▶ EXCERPTED RECORDS:
====================
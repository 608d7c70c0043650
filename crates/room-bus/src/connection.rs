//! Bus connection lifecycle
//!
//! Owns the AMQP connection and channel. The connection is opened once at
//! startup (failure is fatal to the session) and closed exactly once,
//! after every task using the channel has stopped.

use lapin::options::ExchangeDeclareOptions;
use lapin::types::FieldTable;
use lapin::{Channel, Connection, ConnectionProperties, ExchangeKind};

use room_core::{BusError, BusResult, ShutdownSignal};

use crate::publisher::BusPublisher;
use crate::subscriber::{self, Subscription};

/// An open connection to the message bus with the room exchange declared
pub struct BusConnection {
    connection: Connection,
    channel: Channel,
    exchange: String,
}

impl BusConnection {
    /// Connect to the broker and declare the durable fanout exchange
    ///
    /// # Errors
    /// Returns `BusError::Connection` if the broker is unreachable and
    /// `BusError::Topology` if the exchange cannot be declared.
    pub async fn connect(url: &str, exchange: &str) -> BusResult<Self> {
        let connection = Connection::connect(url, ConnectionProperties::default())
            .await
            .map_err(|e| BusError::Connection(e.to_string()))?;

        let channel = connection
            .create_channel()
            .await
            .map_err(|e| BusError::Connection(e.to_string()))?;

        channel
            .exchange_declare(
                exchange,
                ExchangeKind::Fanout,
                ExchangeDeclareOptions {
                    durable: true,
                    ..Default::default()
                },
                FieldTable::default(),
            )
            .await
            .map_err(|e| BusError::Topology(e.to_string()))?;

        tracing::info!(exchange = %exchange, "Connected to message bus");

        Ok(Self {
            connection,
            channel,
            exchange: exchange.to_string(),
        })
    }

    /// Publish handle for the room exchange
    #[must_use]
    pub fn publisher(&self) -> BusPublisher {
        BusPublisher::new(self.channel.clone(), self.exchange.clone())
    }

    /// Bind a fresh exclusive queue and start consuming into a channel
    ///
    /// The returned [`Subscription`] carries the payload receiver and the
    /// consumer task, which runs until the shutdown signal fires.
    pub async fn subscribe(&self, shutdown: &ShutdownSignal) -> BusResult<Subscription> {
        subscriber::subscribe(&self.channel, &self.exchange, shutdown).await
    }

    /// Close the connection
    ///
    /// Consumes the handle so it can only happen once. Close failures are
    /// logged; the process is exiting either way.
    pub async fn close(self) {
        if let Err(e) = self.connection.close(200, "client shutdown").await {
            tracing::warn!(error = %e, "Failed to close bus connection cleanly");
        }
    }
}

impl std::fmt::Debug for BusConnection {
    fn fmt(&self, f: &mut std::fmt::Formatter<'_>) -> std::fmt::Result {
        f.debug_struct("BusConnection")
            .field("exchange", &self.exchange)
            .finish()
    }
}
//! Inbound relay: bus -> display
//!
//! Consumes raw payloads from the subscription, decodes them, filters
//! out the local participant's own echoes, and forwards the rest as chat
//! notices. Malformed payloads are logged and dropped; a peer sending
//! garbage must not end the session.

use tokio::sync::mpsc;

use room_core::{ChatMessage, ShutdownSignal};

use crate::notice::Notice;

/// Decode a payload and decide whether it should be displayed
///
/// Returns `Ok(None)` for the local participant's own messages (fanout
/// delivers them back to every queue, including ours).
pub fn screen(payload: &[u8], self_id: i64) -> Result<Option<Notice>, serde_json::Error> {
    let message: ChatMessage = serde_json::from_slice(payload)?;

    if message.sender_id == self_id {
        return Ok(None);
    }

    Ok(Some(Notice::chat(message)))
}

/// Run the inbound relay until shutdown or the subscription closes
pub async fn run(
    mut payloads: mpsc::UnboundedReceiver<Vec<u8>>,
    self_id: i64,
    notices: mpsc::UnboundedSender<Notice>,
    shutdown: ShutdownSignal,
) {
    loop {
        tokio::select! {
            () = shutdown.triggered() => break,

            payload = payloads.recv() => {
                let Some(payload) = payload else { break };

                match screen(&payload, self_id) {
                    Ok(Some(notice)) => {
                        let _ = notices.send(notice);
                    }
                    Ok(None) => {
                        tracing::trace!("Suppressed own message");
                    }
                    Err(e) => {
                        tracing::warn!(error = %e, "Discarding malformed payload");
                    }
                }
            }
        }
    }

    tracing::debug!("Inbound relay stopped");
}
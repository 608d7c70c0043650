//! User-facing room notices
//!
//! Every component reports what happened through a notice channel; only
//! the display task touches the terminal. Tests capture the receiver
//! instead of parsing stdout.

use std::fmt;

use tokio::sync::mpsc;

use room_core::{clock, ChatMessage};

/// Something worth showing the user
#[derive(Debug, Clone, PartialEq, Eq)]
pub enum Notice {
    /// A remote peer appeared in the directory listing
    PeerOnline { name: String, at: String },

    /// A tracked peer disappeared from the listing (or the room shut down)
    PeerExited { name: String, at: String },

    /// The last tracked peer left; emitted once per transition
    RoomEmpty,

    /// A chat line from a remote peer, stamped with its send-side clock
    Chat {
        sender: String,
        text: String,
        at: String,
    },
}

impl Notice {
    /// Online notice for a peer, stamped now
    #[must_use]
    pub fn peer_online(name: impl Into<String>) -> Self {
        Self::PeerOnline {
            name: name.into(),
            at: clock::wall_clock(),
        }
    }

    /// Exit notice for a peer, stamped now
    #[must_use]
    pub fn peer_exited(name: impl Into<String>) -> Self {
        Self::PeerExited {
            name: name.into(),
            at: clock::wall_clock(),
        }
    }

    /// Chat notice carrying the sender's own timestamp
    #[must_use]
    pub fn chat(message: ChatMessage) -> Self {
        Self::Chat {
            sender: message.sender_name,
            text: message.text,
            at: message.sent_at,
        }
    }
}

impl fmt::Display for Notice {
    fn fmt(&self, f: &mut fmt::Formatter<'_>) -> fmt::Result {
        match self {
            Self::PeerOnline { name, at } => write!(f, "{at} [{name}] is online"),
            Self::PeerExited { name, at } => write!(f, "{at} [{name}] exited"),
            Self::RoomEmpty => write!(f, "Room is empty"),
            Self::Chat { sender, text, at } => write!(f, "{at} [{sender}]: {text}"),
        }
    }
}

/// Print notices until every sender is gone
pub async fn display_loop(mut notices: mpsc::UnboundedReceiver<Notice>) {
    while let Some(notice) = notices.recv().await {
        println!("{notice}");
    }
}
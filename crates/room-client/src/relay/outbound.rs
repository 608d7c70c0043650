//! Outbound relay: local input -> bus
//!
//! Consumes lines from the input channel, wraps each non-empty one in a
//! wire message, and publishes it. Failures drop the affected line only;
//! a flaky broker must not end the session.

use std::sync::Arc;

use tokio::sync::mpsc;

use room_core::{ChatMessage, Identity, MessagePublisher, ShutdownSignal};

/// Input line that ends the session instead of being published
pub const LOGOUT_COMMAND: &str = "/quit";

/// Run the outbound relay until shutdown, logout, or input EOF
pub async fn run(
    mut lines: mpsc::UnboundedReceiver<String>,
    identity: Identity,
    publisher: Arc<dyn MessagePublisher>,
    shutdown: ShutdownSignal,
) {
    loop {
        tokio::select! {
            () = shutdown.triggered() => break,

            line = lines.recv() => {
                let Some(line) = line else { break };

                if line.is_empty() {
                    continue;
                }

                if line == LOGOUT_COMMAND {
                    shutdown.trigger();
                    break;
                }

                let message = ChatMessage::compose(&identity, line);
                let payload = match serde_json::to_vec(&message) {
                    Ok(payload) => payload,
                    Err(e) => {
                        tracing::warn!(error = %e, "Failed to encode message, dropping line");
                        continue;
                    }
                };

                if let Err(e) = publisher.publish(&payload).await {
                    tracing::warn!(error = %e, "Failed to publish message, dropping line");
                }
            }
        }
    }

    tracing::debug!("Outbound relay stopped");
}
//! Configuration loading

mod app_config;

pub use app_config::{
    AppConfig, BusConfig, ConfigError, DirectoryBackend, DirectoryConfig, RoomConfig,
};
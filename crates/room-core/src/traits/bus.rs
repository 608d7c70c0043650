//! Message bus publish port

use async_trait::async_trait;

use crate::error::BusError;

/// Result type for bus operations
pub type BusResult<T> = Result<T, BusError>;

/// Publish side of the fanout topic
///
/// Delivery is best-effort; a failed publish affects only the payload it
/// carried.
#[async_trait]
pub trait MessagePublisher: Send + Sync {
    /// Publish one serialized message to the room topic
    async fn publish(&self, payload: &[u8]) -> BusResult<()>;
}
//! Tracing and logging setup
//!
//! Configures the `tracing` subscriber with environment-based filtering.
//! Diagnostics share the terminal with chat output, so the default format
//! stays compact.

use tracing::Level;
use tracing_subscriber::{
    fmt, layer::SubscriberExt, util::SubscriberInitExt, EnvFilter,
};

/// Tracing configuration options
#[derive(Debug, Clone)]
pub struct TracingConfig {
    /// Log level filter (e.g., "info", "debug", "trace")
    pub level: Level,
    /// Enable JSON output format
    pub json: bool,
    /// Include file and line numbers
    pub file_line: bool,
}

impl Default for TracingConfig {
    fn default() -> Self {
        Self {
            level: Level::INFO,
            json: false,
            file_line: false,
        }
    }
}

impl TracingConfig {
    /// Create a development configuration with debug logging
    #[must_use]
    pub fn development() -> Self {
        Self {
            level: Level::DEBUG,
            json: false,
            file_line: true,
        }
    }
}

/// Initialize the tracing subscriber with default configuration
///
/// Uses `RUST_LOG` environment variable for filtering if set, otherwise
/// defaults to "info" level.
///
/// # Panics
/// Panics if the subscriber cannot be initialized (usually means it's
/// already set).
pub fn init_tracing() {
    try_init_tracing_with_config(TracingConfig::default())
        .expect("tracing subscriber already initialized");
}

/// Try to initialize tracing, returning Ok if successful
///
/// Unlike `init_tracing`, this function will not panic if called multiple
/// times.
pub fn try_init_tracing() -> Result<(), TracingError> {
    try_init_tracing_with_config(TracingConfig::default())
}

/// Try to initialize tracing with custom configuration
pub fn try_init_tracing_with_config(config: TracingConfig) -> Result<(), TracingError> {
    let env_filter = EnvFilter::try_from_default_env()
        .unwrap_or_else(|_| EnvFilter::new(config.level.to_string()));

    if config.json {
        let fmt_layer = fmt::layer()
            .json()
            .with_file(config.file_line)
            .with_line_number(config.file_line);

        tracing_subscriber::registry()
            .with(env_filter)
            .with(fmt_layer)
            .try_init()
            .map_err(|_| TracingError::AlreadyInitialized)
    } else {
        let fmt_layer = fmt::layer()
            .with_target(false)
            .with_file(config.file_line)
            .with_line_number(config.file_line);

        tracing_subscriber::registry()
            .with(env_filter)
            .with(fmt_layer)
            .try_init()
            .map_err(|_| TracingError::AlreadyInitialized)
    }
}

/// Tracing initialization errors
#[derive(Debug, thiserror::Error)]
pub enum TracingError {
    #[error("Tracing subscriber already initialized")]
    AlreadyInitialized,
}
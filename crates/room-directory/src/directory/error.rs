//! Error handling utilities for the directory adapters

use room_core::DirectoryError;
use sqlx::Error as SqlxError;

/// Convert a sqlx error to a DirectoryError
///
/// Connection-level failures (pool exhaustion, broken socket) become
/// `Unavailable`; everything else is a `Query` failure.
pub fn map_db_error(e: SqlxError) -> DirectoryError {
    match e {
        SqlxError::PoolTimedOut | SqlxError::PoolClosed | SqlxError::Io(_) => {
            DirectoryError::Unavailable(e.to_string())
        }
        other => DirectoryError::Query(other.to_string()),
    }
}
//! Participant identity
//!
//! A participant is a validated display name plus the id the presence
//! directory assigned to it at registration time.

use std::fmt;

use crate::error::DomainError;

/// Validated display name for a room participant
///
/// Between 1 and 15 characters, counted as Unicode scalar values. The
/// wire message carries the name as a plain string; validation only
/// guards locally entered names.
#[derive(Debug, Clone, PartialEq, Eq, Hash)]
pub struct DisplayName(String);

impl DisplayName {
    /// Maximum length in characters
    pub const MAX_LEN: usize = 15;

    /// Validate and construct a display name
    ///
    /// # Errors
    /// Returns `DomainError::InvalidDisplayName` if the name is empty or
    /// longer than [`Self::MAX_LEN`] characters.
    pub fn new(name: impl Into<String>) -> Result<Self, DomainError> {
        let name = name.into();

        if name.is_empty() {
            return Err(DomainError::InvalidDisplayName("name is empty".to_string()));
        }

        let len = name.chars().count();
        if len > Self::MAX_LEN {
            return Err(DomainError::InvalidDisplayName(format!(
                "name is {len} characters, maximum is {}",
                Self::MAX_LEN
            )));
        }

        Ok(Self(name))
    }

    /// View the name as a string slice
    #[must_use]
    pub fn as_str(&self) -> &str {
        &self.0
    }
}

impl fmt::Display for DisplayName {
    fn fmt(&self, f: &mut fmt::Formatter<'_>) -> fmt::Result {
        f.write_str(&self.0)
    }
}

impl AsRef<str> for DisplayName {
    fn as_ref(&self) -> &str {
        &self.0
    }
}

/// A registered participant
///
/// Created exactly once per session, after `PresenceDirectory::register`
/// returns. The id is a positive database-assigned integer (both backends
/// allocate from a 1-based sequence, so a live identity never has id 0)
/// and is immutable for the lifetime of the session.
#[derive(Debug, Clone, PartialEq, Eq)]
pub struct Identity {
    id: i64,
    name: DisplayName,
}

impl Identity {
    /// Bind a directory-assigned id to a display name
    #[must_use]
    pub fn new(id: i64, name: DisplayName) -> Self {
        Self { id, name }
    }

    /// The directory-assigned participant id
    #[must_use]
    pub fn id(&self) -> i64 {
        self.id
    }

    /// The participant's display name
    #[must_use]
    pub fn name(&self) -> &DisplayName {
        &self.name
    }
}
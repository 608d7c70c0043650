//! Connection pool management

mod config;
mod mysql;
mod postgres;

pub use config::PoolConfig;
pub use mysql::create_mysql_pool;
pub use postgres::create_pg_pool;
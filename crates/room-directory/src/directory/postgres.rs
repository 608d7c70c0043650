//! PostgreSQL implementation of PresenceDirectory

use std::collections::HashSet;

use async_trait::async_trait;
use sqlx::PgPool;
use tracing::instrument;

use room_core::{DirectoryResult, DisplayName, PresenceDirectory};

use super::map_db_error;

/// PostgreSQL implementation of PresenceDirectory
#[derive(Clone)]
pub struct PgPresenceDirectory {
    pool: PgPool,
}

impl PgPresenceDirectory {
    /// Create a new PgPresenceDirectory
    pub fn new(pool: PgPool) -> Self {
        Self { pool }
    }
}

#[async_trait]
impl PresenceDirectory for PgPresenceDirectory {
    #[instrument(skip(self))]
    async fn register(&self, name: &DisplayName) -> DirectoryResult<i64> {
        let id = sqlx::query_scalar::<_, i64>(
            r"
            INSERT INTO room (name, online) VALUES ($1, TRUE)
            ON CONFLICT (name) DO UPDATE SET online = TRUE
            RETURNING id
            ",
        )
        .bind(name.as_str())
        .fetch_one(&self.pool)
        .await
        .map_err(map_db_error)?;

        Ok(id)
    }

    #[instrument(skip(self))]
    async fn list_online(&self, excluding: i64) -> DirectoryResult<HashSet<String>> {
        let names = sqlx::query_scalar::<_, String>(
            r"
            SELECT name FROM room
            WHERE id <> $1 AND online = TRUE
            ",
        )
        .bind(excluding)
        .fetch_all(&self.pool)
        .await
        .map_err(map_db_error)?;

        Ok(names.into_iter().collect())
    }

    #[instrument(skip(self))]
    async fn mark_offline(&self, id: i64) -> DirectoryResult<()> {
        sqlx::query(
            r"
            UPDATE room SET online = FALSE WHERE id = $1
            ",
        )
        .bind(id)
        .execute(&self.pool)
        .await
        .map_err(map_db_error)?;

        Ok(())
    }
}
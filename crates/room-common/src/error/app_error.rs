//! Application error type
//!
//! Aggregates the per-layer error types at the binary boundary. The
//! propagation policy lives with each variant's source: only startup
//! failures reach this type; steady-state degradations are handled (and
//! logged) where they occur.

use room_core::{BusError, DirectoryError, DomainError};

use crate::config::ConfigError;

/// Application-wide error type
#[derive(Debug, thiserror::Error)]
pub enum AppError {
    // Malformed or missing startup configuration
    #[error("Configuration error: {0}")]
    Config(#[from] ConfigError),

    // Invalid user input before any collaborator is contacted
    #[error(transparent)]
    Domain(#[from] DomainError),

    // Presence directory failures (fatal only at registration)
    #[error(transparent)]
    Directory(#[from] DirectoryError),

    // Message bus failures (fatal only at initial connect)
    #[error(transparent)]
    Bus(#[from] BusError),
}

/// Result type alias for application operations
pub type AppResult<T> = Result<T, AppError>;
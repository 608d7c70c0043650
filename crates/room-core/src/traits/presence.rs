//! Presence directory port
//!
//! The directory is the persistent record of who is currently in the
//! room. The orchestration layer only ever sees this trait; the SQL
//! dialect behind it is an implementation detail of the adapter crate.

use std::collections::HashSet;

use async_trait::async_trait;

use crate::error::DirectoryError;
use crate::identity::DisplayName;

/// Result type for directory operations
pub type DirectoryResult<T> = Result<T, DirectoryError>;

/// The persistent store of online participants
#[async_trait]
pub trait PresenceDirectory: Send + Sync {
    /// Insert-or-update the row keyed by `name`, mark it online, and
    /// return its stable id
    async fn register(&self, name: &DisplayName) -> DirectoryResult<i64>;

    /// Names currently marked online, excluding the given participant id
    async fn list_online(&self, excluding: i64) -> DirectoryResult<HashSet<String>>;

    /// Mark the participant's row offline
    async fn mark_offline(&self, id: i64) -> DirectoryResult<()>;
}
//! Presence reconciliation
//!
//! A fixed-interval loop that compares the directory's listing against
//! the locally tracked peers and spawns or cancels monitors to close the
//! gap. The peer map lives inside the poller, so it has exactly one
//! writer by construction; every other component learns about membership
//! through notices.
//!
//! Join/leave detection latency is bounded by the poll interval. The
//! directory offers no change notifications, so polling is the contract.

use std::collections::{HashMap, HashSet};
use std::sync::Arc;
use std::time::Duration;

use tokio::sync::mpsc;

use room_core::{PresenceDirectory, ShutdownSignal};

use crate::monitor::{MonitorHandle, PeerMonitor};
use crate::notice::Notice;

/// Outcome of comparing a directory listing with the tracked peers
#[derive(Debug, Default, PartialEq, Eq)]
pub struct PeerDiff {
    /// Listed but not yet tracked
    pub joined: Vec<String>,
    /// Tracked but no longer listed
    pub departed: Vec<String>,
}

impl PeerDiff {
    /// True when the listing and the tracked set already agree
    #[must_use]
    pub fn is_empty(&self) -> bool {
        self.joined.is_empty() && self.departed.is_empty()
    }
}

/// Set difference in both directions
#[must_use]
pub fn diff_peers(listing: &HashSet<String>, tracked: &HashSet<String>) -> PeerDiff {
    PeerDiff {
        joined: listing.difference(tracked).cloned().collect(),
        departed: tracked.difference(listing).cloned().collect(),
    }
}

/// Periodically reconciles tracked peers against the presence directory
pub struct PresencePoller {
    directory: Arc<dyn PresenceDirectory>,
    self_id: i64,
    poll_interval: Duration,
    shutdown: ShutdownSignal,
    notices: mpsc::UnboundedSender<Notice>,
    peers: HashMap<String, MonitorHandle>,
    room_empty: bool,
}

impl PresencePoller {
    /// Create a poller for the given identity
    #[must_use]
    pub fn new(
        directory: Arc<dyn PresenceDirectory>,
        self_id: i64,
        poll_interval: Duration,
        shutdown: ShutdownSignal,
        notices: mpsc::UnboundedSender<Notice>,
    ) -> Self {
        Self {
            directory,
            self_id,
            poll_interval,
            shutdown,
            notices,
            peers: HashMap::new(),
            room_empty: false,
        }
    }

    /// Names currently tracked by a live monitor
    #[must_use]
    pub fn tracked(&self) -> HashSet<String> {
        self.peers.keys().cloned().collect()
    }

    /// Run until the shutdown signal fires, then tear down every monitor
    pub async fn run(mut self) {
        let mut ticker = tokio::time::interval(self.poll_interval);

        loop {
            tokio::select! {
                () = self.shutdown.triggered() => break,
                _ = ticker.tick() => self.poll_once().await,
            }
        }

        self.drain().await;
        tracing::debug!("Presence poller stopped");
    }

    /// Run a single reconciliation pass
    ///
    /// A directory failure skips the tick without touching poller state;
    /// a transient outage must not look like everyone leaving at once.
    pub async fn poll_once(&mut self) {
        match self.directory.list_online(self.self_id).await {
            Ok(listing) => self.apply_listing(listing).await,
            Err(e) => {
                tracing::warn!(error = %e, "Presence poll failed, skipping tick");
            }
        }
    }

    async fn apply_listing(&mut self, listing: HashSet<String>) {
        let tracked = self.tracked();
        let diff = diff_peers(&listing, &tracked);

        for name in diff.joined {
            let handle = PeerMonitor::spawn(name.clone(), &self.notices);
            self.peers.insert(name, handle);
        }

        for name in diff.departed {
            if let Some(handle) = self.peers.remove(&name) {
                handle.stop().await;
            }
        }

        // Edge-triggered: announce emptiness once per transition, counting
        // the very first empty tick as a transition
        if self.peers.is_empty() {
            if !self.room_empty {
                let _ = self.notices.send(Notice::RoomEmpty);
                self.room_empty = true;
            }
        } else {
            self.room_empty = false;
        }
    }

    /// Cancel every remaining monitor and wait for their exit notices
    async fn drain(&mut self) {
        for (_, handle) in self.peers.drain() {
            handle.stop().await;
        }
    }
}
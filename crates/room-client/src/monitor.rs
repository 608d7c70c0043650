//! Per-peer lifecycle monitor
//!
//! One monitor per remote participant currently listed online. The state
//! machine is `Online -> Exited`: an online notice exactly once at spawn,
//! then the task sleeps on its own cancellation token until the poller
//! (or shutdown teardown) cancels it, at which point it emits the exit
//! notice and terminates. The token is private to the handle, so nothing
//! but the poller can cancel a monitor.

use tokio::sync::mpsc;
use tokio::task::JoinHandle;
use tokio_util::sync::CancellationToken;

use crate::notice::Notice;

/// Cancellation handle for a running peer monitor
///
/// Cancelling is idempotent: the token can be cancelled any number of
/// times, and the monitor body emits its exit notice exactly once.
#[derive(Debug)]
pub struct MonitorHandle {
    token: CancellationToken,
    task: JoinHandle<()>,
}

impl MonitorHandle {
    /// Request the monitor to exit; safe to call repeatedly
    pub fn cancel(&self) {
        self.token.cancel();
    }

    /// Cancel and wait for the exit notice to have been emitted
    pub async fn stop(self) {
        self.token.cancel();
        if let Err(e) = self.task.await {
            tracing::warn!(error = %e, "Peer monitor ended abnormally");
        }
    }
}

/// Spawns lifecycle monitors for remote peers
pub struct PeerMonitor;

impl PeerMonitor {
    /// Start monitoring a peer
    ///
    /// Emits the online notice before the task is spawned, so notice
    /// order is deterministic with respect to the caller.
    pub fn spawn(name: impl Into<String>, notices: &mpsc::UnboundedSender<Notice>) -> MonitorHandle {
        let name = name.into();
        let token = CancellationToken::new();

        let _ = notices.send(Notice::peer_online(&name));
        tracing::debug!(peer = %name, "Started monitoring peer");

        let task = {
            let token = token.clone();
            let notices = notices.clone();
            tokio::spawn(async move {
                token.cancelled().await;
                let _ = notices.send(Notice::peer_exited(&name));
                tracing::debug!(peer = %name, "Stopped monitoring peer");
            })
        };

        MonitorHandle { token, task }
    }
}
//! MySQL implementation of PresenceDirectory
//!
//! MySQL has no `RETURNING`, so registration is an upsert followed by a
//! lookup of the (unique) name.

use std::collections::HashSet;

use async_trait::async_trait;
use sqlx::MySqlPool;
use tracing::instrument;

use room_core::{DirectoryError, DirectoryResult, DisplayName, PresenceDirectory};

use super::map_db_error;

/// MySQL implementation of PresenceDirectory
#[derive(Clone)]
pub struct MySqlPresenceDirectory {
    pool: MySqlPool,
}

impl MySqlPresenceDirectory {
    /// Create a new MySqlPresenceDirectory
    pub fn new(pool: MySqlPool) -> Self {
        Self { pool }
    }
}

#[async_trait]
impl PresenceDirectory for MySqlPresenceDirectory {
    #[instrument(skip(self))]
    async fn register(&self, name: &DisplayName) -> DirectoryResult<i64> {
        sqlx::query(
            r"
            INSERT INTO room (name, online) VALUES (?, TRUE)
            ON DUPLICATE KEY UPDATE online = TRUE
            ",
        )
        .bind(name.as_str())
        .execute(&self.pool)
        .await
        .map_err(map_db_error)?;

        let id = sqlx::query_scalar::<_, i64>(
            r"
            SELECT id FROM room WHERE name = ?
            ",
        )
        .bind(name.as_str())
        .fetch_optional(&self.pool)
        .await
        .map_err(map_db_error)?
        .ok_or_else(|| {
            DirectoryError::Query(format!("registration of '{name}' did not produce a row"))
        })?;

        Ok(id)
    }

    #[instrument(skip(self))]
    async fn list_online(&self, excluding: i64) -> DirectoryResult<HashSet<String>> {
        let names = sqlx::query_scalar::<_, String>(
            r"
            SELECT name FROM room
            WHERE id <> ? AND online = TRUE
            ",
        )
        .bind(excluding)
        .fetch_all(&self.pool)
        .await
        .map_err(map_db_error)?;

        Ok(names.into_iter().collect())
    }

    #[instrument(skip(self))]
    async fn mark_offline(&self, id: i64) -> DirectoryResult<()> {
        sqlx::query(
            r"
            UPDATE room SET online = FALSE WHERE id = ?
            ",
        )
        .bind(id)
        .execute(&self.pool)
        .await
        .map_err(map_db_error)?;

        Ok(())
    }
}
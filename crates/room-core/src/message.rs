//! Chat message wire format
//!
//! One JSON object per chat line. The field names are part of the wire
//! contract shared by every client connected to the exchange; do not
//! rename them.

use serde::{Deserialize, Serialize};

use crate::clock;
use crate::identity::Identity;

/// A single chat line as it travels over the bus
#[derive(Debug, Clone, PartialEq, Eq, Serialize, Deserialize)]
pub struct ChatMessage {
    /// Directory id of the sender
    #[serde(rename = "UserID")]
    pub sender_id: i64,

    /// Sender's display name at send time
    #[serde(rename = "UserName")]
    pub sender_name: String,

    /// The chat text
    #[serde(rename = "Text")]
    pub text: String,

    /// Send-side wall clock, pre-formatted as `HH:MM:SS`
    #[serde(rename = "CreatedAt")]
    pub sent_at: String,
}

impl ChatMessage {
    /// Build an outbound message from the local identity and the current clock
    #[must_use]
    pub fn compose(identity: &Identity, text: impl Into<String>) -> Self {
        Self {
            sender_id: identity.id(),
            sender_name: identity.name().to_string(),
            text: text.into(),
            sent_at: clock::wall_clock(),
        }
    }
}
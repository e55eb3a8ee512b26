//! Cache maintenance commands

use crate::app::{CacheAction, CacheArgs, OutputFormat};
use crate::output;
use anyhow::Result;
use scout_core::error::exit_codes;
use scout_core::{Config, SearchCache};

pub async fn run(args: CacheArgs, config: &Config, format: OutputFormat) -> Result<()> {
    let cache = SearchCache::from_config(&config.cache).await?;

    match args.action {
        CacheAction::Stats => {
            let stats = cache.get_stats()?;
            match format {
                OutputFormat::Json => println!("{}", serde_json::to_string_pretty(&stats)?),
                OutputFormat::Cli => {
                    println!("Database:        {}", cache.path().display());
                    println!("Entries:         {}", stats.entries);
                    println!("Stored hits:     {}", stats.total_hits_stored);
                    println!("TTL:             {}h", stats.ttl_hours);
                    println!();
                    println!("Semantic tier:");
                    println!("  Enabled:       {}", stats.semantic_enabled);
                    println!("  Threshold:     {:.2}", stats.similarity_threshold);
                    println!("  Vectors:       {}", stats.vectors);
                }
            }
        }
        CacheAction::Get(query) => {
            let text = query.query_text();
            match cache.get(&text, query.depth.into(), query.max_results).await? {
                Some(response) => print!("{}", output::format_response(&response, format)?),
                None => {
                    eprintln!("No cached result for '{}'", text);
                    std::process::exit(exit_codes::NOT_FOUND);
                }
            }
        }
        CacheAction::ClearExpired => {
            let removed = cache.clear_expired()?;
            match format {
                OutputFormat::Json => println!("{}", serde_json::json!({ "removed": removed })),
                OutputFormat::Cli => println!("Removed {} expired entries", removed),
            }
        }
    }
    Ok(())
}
====================
Write the lines again exactly, from the first line of the material above to the line that includes "pub struct BusConnection", both included. Leave out all the rest.

▶ RESULT FOR THIS EXERCISE:
repository 608d7c70c0043650
filename crates/room-bus/src/connection.rs
//! Bus connection lifecycle
//!
//! Owns the AMQP connection and channel. The connection is opened once at
//! startup (failure is fatal to the session) and closed exactly once,
//! after every task using the channel has stopped.

use lapin::options::ExchangeDeclareOptions;
use lapin::types::FieldTable;
use lapin::{Channel, Connection, ConnectionProperties, ExchangeKind};

use room_core::{BusError, BusResult, ShutdownSignal};

use crate::publisher::BusPublisher;
use crate::subscriber::{self, Subscription};

/// An open connection to the message bus with the room exchange declared
pub struct BusConnection {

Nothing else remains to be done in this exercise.